1) Considering the traditional softmax output, the elements are constrained to sum to 1.

2) The elements correspond to probabilities so are nonnegative

These conditions suggest a Dirichlet prior on the label space could be appropriate. First, the support of the Dirichlet distribution is nonnegative. Second, for the K-dimensional Dirichlet distribution, the support is a K-1 simplex, so it automatically has the property that the elements sum to 1.

To incorporate this into the NCP KL divergence term, to encourage higher uncertainty for OOD data, we could use the KL divergence to a Dirichlet distribution that has the mean vector as the equiprobable point (all dimensions equally uncertain). For in-distribution data, the Dirichlet would be parameterized such that the mode is at the corner of the simplex corresponding to the given class label.

One caveat is that the concentration parameters of the Dirichlet distribution must be positive but are allowed to be greater than 1. So we cannot keep our softmax layer, which imposes to strong a constraint. Instead we can use for example a softplus layer, i.e. log(1 + exp(x)), which is nonnegative and can be arbitrarily large. The interpretation of the network layer changes a little bit, so now it represents the parameters of a distribution which when sampled, have the properties we require of any probabilistic classification decision.

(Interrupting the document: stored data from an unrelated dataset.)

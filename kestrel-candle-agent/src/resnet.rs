//! Residual networks for image classification.
//!
//! Every block states its input and output channels explicitly and is checked
//! when the network is built, so a mismatched configuration fails before the
//! first forward pass.
//!
//! ```no_run
//! use candle_core::{DType, Device, Tensor};
//! use candle_nn::{ModuleT, VarBuilder, VarMap};
//! use kestrel_candle_agent::resnet::{ResNet, ResNetConfig};
//!
//! # fn main() -> anyhow::Result<()> {
//! let varmap = VarMap::new();
//! let vb = VarBuilder::from_varmap(&varmap, DType::F32, &Device::Cpu);
//! let resnet = ResNet::build(vb, &ResNetConfig::resnet34())?;
//! let x = Tensor::zeros((1, 3, 224, 224), DType::F32, &Device::Cpu)?;
//! let logits = resnet.forward_t(&x, false)?;
//! assert_eq!(logits.dims(), &[1, 1000]);
//! # Ok(())
//! # }
//! ```
mod base;
mod block;
mod config;
pub use base::ResNet;
pub use block::ResBlock;
pub use config::{DownsampleConfig, ResBlockConfig, ResNetConfig, STAGE_CHANNELS};
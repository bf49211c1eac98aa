//! Neural network models implemented with [candle](https://crates.io/crates/candle-core).
//!
//! * [`cnn::Cnn`] - the Q-network of the Atari DQN paper, with [`dqn::DqnModel`] owning
//!   its parameters and optimizer.
//! * [`resnet::ResNet`] - residual networks for image classification.
pub mod cnn;
pub mod dqn;
mod error;
pub mod model;
pub mod opt;
pub mod resnet;
pub mod util;
use anyhow::Result;
pub use error::ModelConfigError;
use serde::{Deserialize, Serialize};

#[derive(Clone, Debug, Copy, Deserialize, Serialize, PartialEq, Default)]
/// Device for using candle.
///
/// This enum is added because [`candle_core::Device`] does not support serialization.
pub enum Device {
    /// The main CPU device.
    #[default]
    Cpu,

    /// The GPU device with the given ordinal.
    Cuda(usize),
}

impl Device {
    /// Creates the corresponding [`candle_core::Device`].
    pub fn build(self) -> Result<candle_core::Device> {
        match self {
            Self::Cpu => Ok(candle_core::Device::Cpu),
            Self::Cuda(n) => Ok(candle_core::Device::new_cuda(n)?),
        }
    }
}
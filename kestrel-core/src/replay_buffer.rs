//! Replay buffer of environment transitions.
//!
//! [`ReplayBuffer`] keeps the most recent `capacity` transitions in a
//! fixed-size arena. Once full, each push overwrites the oldest slot, so the
//! buffer is a sliding window over the transition history. Minibatches are
//! drawn uniformly at random without replacement.
//!
//! ```rust
//! use kestrel_core::{ReplayBuffer, ReplayBufferConfig, Transition};
//!
//! let config = ReplayBufferConfig::default().capacity(3).seed(0);
//! let mut buffer = ReplayBuffer::<u8>::build(&config).unwrap();
//!
//! for (s, a) in [(0u8, 0usize), (1, 1), (2, 0), (3, 1)] {
//!     buffer.push(Transition::new(s, a, Some(s + 1), 1.0));
//! }
//! assert_eq!(buffer.len(), 3);
//!
//! let batch = buffer.sample(2).unwrap();
//! assert_eq!(batch.len(), 2);
//! assert!(buffer.sample(4).is_err());
//! ```
mod base;
mod config;
mod shared;
mod transition;
pub use base::ReplayBuffer;
pub use config::ReplayBufferConfig;
pub use shared::SharedReplayBuffer;
pub use transition::Transition;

Finally, one interesting aspect of this Dirichlet label prior is how the concentration paramters (alpha vector) simultaneously control both the mean and covariances of the distribution over classification probabilities. Compare this to our current work using an entropy uncertainty penalty which is invariant to permutations, i.e. the entropy is the same as long as the set has the same elements, but the order / structure does not matter. For this MNIST classification task, that may be a bad property: imagine the probability vector of an MNIST classifier which assigns equal classification probability to "0" and "8" (which is understandable) vs. another classifier which assigns equally high probabilities to "0" and "4" (which is less excusable). The current entropy formulation would give the same loss in both cases despite one being more tolerable than the other.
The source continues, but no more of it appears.